All of the entries need to be copied character for character.
━━━ EXERCISE DATA ━━━
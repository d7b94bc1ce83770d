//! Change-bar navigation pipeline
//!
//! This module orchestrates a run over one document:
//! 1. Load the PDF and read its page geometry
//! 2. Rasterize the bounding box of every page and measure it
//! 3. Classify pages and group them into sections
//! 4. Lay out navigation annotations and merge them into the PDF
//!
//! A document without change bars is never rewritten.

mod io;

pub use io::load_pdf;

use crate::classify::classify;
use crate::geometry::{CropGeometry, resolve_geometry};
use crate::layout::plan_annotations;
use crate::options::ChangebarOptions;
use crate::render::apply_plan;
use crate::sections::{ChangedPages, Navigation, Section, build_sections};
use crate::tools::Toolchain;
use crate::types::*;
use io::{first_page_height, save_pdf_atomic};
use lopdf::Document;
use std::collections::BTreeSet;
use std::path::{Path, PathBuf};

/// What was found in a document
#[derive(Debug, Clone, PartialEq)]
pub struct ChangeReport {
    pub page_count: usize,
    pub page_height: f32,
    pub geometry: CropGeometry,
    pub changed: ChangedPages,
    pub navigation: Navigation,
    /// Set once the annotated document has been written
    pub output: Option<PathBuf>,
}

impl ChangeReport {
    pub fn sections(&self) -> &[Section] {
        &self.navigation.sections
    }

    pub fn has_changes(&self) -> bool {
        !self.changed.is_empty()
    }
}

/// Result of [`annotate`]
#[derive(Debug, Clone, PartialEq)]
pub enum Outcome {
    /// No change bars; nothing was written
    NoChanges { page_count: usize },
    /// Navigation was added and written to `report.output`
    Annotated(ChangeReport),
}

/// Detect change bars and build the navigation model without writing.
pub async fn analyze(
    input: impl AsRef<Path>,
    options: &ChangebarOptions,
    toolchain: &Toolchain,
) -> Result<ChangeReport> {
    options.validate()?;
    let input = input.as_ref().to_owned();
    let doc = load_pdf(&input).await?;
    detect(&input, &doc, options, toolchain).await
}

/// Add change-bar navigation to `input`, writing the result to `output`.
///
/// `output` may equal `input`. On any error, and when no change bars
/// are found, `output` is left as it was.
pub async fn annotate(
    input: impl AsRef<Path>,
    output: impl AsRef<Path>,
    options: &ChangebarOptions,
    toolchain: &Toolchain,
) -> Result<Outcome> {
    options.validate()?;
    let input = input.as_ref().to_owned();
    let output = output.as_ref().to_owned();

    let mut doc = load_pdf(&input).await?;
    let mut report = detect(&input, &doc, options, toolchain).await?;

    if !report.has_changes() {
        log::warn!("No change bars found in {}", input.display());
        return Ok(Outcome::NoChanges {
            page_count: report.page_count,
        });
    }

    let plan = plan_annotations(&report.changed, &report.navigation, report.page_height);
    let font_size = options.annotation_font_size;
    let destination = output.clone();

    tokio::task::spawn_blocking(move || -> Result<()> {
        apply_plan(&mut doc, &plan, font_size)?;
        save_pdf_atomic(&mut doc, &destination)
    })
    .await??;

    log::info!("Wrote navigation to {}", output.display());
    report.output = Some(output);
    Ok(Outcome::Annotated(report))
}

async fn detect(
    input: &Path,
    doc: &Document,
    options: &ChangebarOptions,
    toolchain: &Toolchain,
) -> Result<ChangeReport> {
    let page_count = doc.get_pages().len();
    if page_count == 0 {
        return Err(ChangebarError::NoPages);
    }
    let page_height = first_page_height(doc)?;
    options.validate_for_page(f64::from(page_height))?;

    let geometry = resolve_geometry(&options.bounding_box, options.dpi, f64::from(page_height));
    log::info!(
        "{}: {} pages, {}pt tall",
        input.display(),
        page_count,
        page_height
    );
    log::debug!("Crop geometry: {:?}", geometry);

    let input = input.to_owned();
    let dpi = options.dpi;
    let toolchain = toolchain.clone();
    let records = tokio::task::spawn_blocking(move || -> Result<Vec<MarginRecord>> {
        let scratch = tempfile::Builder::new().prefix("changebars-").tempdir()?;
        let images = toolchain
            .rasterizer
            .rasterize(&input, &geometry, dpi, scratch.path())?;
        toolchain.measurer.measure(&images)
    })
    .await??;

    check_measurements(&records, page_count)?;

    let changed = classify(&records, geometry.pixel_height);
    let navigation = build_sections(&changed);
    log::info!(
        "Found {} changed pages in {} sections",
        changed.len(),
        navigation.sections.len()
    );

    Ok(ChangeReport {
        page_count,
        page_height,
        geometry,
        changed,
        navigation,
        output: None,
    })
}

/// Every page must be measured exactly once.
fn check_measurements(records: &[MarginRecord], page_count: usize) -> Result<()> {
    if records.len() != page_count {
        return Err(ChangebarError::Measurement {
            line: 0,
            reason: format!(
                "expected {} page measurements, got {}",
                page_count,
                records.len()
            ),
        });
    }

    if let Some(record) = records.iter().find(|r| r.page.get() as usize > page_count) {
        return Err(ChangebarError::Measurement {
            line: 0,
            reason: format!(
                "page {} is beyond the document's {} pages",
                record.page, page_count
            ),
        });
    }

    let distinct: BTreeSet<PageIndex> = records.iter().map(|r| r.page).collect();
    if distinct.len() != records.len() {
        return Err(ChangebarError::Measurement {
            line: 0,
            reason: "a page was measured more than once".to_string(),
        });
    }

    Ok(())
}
━━━
## [EXERCISE RESPONSE]
repository d7b94bc1ce83770d
//! Change-bar navigation pipeline
//!
//! This module orchestrates a run over one document:
//! 1. Load the PDF and read its page geometry
//! 2. Rasterize the bounding box of every page and measure it
//! 3. Classify pages and group them into sections
//! 4. Lay out navigation annotations and merge them into the PDF
//!
//! A document without change bars is never rewritten.

mod io;

pub use io::load_pdf;

use crate::classify::classify;
use crate::geometry::{CropGeometry, resolve_geometry};
use crate::layout::plan_annotations;
use crate::options::ChangebarOptions;
use crate::render::apply_plan;
use crate::sections::{ChangedPages, Navigation, Section, build_sections};
use crate::tools::Toolchain;
use crate::types::*;
use io::{first_page_height, save_pdf_atomic};
use lopdf::Document;
use std::collections::BTreeSet;
use std::path::{Path, PathBuf};

/// What was found in a document
#[derive(Debug, Clone, PartialEq)]
pub struct ChangeReport {
    pub page_count: usize,
    pub page_height: f32,
    pub geometry: CropGeometry,
    pub changed: ChangedPages,
    pub navigation: Navigation,
    /// Set once the annotated document has been written
    pub output: Option<PathBuf>,
}

impl ChangeReport {
    pub fn sections(&self) -> &[Section] {
        &self.navigation.sections
    }

    pub fn has_changes(&self) -> bool {
        !self.changed.is_empty()
    }
}

/// Result of [`annotate`]
#[derive(Debug, Clone, PartialEq)]
pub enum Outcome {
    /// No change bars; nothing was written
    NoChanges { page_count: usize },
    /// Navigation was added and written to `report.output`
    Annotated(ChangeReport),
}

/// Detect change bars and build the navigation model without writing.
pub async fn analyze(
    input: impl AsRef<Path>,
    options: &ChangebarOptions,
    toolchain: &Toolchain,
) -> Result<ChangeReport> {
    options.validate()?;
    let input = input.as_ref().to_owned();
    let doc = load_pdf(&input).await?;
    detect(&input, &doc, options, toolchain).await
}

/// Add change-bar navigation to `input`, writing the result to `output`.
///
/// `output` may equal `input`. On any error, and when no change bars
/// are found, `output` is left as it was.
pub async fn annotate(
    input: impl AsRef<Path>,
    output: impl AsRef<Path>,
    options: &ChangebarOptions,
    toolchain: &Toolchain,
) -> Result<Outcome> {
    options.validate()?;
    let input = input.as_ref().to_owned();
    let output = output.as_ref().to_owned();

    let mut doc = load_pdf(&input).await?;
    let mut report = detect(&input, &doc, options, toolchain).await?;

    if !report.has_changes() {
        log::warn!("No change bars found in {}", input.display());
        return Ok(Outcome::NoChanges {
            page_count: report.page_count,
        });
    }

    let plan = plan_annotations(&report.changed, &report.navigation, report.page_height);
    let font_size = options.annotation_font_size;
    let destination = output.clone();

    tokio::task::spawn_blocking(move || -> Result<()> {
        apply_plan(&mut doc, &plan, font_size)?;
        save_pdf_atomic(&mut doc, &destination)
    })
    .await??;

    log::info!("Wrote navigation to {}", output.display());
    report.output = Some(output);
    Ok(Outcome::Annotated(report))
}

async fn detect(
    input: &Path,
    doc: &Document,
    options: &ChangebarOptions,
    toolchain: &Toolchain,
) -> Result<ChangeReport> {
    let page_count = doc.get_pages().len();
    if page_count == 0 {
        return Err(ChangebarError::NoPages);
    }
    let page_height = first_page_height(doc)?;
    options.validate_for_page(f64::from(page_height))?;

    let geometry = resolve_geometry(&options.bounding_box, options.dpi, f64::from(page_height));
    log::info!(
        "{}: {} pages, {}pt tall",
        input.display(),
        page_count,
        page_height
    );
    log::debug!("Crop geometry: {:?}", geometry);

    let input = input.to_owned();
    let dpi = options.dpi;
    let toolchain = toolchain.clone();
    let records = tokio::task::spawn_blocking(move || -> Result<Vec<MarginRecord>> {
        let scratch = tempfile::Builder::new().prefix("changebars-").tempdir()?;
        let images = toolchain
            .rasterizer
            .rasterize(&input, &geometry, dpi, scratch.path())?;
        toolchain.measurer.measure(&images)
    })
    .await??;

    check_measurements(&records, page_count)?;

    let changed = classify(&records, geometry.pixel_height);
    let navigation = build_sections(&changed);
    log::info!(
        "Found {} changed pages in {} sections",
        changed.len(),
        navigation.sections.len()
    );

    Ok(ChangeReport {
        page_count,
        page_height,
        geometry,
        changed,
        navigation,
        output: None,
    })
}

/// Every page must be measured exactly once.
fn check_measurements(records: &[MarginRecord], page_count: usize) -> Result<()> {
    if records.len() != page_count {
        return Err(ChangebarError::Measurement {
            line: 0,
            reason: format!(
                "expected {} page measurements, got {}",
                page_count,
                records.len()
            ),
        });
    }

    if let Some(record) = records.iter().find(|r| r.page.get() as usize > page_count) {
        return Err(ChangebarError::Measurement {
            line: 0,
            reason: format!(
                "page {} is beyond the document's {} pages",
                record.page, page_count
            ),
        });
    }

    let distinct: BTreeSet<PageIndex> = records.iter().map(|r| r.page).collect();
    if distinct.len() != records.len() {
        return Err(ChangebarError::Measurement {
            line: 0,
            reason: "a page was measured more than once".to_string(),
        });
    }

    Ok(())
}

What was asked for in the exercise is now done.